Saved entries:
use crate::error::{LotoError, Result};
use chrono::NaiveDate;
use serde::{Deserialize, Serialize};
use std::fmt;
use std::str::FromStr;

/// A ticket: the picked numbers (kept sorted) plus an optional special ball.
#[derive(Debug, Clone, PartialEq, Eq, Hash, PartialOrd, Ord, Serialize, Deserialize)]
#[serde(from = "CombinationRepr")]
pub struct Combination {
    numbers: Vec<u8>,
    #[serde(skip_serializing_if = "Option::is_none")]
    special: Option<u8>,
}

/// Accepted JSON shapes: `{"numbers": [..], "special": n}` or a bare array.
#[derive(Deserialize)]
#[serde(untagged)]
enum CombinationRepr {
    Full {
        numbers: Vec<u8>,
        #[serde(default)]
        special: Option<u8>,
    },
    Bare(Vec<u8>),
}

impl From<CombinationRepr> for Combination {
    fn from(repr: CombinationRepr) -> Self {
        match repr {
            CombinationRepr::Full { numbers, special } => Self::new(numbers, special),
            CombinationRepr::Bare(numbers) => Self::new(numbers, None),
        }
    }
}

impl Combination {
    pub fn new(mut numbers: Vec<u8>, special: Option<u8>) -> Self {
        numbers.sort_unstable();
        Self { numbers, special }
    }

    pub fn from_numbers(numbers: impl IntoIterator<Item = u8>) -> Self {
        Self::new(numbers.into_iter().collect(), None)
    }

    pub fn with_special(mut self, special: u8) -> Self {
        self.special = Some(special);
        self
    }

    pub fn numbers(&self) -> &[u8] {
        &self.numbers
    }

    pub fn special(&self) -> Option<u8> {
        self.special
    }

    pub fn len(&self) -> usize {
        self.numbers.len()
    }

    pub fn is_empty(&self) -> bool {
        self.numbers.is_empty()
    }

    pub fn contains(&self, number: u8) -> bool {
        self.numbers.binary_search(&number).is_ok()
    }

    pub fn sum(&self) -> u32 {
        self.numbers.iter().map(|&n| u32::from(n)).sum()
    }

    /// Size of the intersection with another combination's numbers.
    pub fn matched(&self, other: &Combination) -> usize {
        let (mut i, mut j, mut count) = (0, 0, 0);
        while i < self.numbers.len() && j < other.numbers.len() {
            match self.numbers[i].cmp(&other.numbers[j]) {
                std::cmp::Ordering::Less => i += 1,
                std::cmp::Ordering::Greater => j += 1,
                std::cmp::Ordering::Equal => {
                    count += 1;
                    i += 1;
                    j += 1;
                }
            }
        }
        count
    }

    /// True when some number appears more than once.
    pub fn has_repeats(&self) -> bool {
        self.numbers.windows(2).any(|w| w[0] == w[1])
    }
}

impl fmt::Display for Combination {
    fn fmt(&self, f: &mut fmt::Formatter<'_>) -> fmt::Result {
        let joined = self
            .numbers
            .iter()
            .map(|n| format!("{:02}", n))
            .collect::<Vec<_>>()
            .join(" ");
        match self.special {
            Some(special) => write!(f, "{} + {:02}", joined, special),
            None => write!(f, "{}", joined),
        }
    }
}

/// Parses `"3 14 15 22 35 41"`, commas and semicolons also accepted, with an
/// optional special ball after a `+`.
impl FromStr for Combination {
    type Err = LotoError;

    fn from_str(s: &str) -> Result<Self> {
        let (main, special) = match s.split_once('+') {
            Some((main, special)) => (main, Some(special.trim())),
            None => (s, None),
        };

        let numbers = main
            .split(|c: char| c.is_whitespace() || c == ',' || c == ';')
            .filter(|token| !token.is_empty())
            .map(|token| {
                token.parse::<u8>().map_err(|_| {
                    LotoError::invalid_request(format!("'{}' is not a valid number", token))
                })
            })
            .collect::<Result<Vec<_>>>()?;

        if numbers.is_empty() {
            return Err(LotoError::invalid_request("combination has no numbers"));
        }

        let special = special
            .map(|token| {
                token.parse::<u8>().map_err(|_| {
                    LotoError::invalid_request(format!("'{}' is not a valid special ball", token))
                })
            })
            .transpose()?;

        Ok(Self::new(numbers, special))
    }
}

/// A recorded draw. Sequence ids grow strictly within a lottery.
#[derive(Debug, Clone, PartialEq, Eq, Serialize, Deserialize)]
#[serde(rename_all = "camelCase")]
pub struct Draw {
    pub sequence: u64,
    #[serde(skip_serializing_if = "Option::is_none")]
    pub drawn_on: Option<NaiveDate>,
    pub combination: Combination,
}

impl Draw {
    pub fn new(sequence: u64, combination: Combination) -> Self {
        Self {
            sequence,
            drawn_on: None,
            combination,
        }
    }

    pub fn on(mut self, date: NaiveDate) -> Self {
        self.drawn_on = Some(date);
        self
    }
}

#[cfg(test)]
mod tests {
    use super::*;

    #[test]
    fn test_numbers_are_sorted() {
        let combination = Combination::new(vec![9, 1, 5], Some(2));
        assert_eq!(combination.numbers(), &[1, 5, 9]);
        assert_eq!(combination.special(), Some(2));
        assert_eq!(combination, Combination::new(vec![5, 9, 1], Some(2)));
        assert_ne!(combination, Combination::new(vec![5, 9, 1], None));
    }

    #[test]
    fn test_matched() {
        let a = Combination::from_numbers([1, 2, 3, 4, 5, 6]);
        let b = Combination::from_numbers([1, 2, 3, 7, 8, 9]);
        assert_eq!(a.matched(&b), 3);
        assert_eq!(a.matched(&a), 6);
    }

    #[test]
    fn test_parse() {
        let combination: Combination = "14, 3;22 41 35 15".parse().unwrap();
        assert_eq!(combination.numbers(), &[3, 14, 15, 22, 35, 41]);
        assert_eq!(combination.special(), None);

        let combination: Combination = "1 2 3 4 5 + 7".parse().unwrap();
        assert_eq!(combination.special(), Some(7));
        assert_eq!(combination.to_string(), "01 02 03 04 05 + 07");

        assert!("1 2 x".parse::<Combination>().is_err());
        assert!("".parse::<Combination>().is_err());
    }

    #[test]
    fn test_deserialize_shapes() {
        let full: Combination = serde_json::from_str(r#"{"numbers":[3,1,2],"special":4}"#).unwrap();
        assert_eq!(full, Combination::new(vec![1, 2, 3], Some(4)));

        let bare: Combination = serde_json::from_str("[3, 1, 2]").unwrap();
        assert_eq!(bare, Combination::from_numbers([1, 2, 3]));

        let json = serde_json::to_value(&bare).unwrap();
        assert_eq!(json, serde_json::json!({ "numbers": [1, 2, 3] }));
    }

    #[test]
    fn test_repeats() {
        assert!(Combination::from_numbers([4, 4, 5]).has_repeats());
        assert!(!Combination::from_numbers([4, 5, 6]).has_repeats());
    }
}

> Task details: Every entry, from top to bottom, should be repeated word for word.

> Response to this exercise:
use crate::error::{LotoError, Result};
use chrono::NaiveDate;
use serde::{Deserialize, Serialize};
use std::fmt;
use std::str::FromStr;

/// A ticket: the picked numbers (kept sorted) plus an optional special ball.
#[derive(Debug, Clone, PartialEq, Eq, Hash, PartialOrd, Ord, Serialize, Deserialize)]
#[serde(from = "CombinationRepr")]
pub struct Combination {
    numbers: Vec<u8>,
    #[serde(skip_serializing_if = "Option::is_none")]
    special: Option<u8>,
}

/// Accepted JSON shapes: `{"numbers": [..], "special": n}` or a bare array.
#[derive(Deserialize)]
#[serde(untagged)]
enum CombinationRepr {
    Full {
        numbers: Vec<u8>,
        #[serde(default)]
        special: Option<u8>,
    },
    Bare(Vec<u8>),
}

impl From<CombinationRepr> for Combination {
    fn from(repr: CombinationRepr) -> Self {
        match repr {
            CombinationRepr::Full { numbers, special } => Self::new(numbers, special),
            CombinationRepr::Bare(numbers) => Self::new(numbers, None),
        }
    }
}

impl Combination {
    pub fn new(mut numbers: Vec<u8>, special: Option<u8>) -> Self {
        numbers.sort_unstable();
        Self { numbers, special }
    }

    pub fn from_numbers(numbers: impl IntoIterator<Item = u8>) -> Self {
        Self::new(numbers.into_iter().collect(), None)
    }

    pub fn with_special(mut self, special: u8) -> Self {
        self.special = Some(special);
        self
    }

    pub fn numbers(&self) -> &[u8] {
        &self.numbers
    }

    pub fn special(&self) -> Option<u8> {
        self.special
    }

    pub fn len(&self) -> usize {
        self.numbers.len()
    }

    pub fn is_empty(&self) -> bool {
        self.numbers.is_empty()
    }

    pub fn contains(&self, number: u8) -> bool {
        self.numbers.binary_search(&number).is_ok()
    }

    pub fn sum(&self) -> u32 {
        self.numbers.iter().map(|&n| u32::from(n)).sum()
    }

    /// Size of the intersection with another combination's numbers.
    pub fn matched(&self, other: &Combination) -> usize {
        let (mut i, mut j, mut count) = (0, 0, 0);
        while i < self.numbers.len() && j < other.numbers.len() {
            match self.numbers[i].cmp(&other.numbers[j]) {
                std::cmp::Ordering::Less => i += 1,
                std::cmp::Ordering::Greater => j += 1,
                std::cmp::Ordering::Equal => {
                    count += 1;
                    i += 1;
                    j += 1;
                }
            }
        }
        count
    }

    /// True when some number appears more than once.
    pub fn has_repeats(&self) -> bool {
        self.numbers.windows(2).any(|w| w[0] == w[1])
    }
}

impl fmt::Display for Combination {
    fn fmt(&self, f: &mut fmt::Formatter<'_>) -> fmt::Result {
        let joined = self
            .numbers
            .iter()
            .map(|n| format!("{:02}", n))
            .collect::<Vec<_>>()
            .join(" ");
        match self.special {
            Some(special) => write!(f, "{} + {:02}", joined, special),
            None => write!(f, "{}", joined),
        }
    }
}

/// Parses `"3 14 15 22 35 41"`, commas and semicolons also accepted, with an
/// optional special ball after a `+`.
impl FromStr for Combination {
    type Err = LotoError;

    fn from_str(s: &str) -> Result<Self> {
        let (main, special) = match s.split_once('+') {
            Some((main, special)) => (main, Some(special.trim())),
            None => (s, None),
        };

        let numbers = main
            .split(|c: char| c.is_whitespace() || c == ',' || c == ';')
            .filter(|token| !token.is_empty())
            .map(|token| {
                token.parse::<u8>().map_err(|_| {
                    LotoError::invalid_request(format!("'{}' is not a valid number", token))
                })
            })
            .collect::<Result<Vec<_>>>()?;

        if numbers.is_empty() {
            return Err(LotoError::invalid_request("combination has no numbers"));
        }

        let special = special
            .map(|token| {
                token.parse::<u8>().map_err(|_| {
                    LotoError::invalid_request(format!("'{}' is not a valid special ball", token))
                })
            })
            .transpose()?;

        Ok(Self::new(numbers, special))
    }
}

/// A recorded draw. Sequence ids grow strictly within a lottery.
#[derive(Debug, Clone, PartialEq, Eq, Serialize, Deserialize)]
#[serde(rename_all = "camelCase")]
pub struct Draw {
    pub sequence: u64,
    #[serde(skip_serializing_if = "Option::is_none")]
    pub drawn_on: Option<NaiveDate>,
    pub combination: Combination,
}

impl Draw {
    pub fn new(sequence: u64, combination: Combination) -> Self {
        Self {
            sequence,
            drawn_on: None,
            combination,
        }
    }

    pub fn on(mut self, date: NaiveDate) -> Self {
        self.drawn_on = Some(date);
        self
    }
}

#[cfg(test)]
mod tests {
    use super::*;

    #[test]
    fn test_numbers_are_sorted() {
        let combination = Combination::new(vec![9, 1, 5], Some(2));
        assert_eq!(combination.numbers(), &[1, 5, 9]);
        assert_eq!(combination.special(), Some(2));
        assert_eq!(combination, Combination::new(vec![5, 9, 1], Some(2)));
        assert_ne!(combination, Combination::new(vec![5, 9, 1], None));
    }

    #[test]
    fn test_matched() {
        let a = Combination::from_numbers([1, 2, 3, 4, 5, 6]);
        let b = Combination::from_numbers([1, 2, 3, 7, 8, 9]);
        assert_eq!(a.matched(&b), 3);
        assert_eq!(a.matched(&a), 6);
    }

    #[test]
    fn test_parse() {
        let combination: Combination = "14, 3;22 41 35 15".parse().unwrap();
        assert_eq!(combination.numbers(), &[3, 14, 15, 22, 35, 41]);
        assert_eq!(combination.special(), None);

        let combination: Combination = "1 2 3 4 5 + 7".parse().unwrap();
        assert_eq!(combination.special(), Some(7));
        assert_eq!(combination.to_string(), "01 02 03 04 05 + 07");

        assert!("1 2 x".parse::<Combination>().is_err());
        assert!("".parse::<Combination>().is_err());
    }

    #[test]
    fn test_deserialize_shapes() {
        let full: Combination = serde_json::from_str(r#"{"numbers":[3,1,2],"special":4}"#).unwrap();
        assert_eq!(full, Combination::new(vec![1, 2, 3], Some(4)));

        let bare: Combination = serde_json::from_str("[3, 1, 2]").unwrap();
        assert_eq!(bare, Combination::from_numbers([1, 2, 3]));

        let json = serde_json::to_value(&bare).unwrap();
        assert_eq!(json, serde_json::json!({ "numbers": [1, 2, 3] }));
    }

    #[test]
    fn test_repeats() {
        assert!(Combination::from_numbers([4, 4, 5]).has_repeats());
        assert!(!Combination::from_numbers([4, 5, 6]).has_repeats());
    }
}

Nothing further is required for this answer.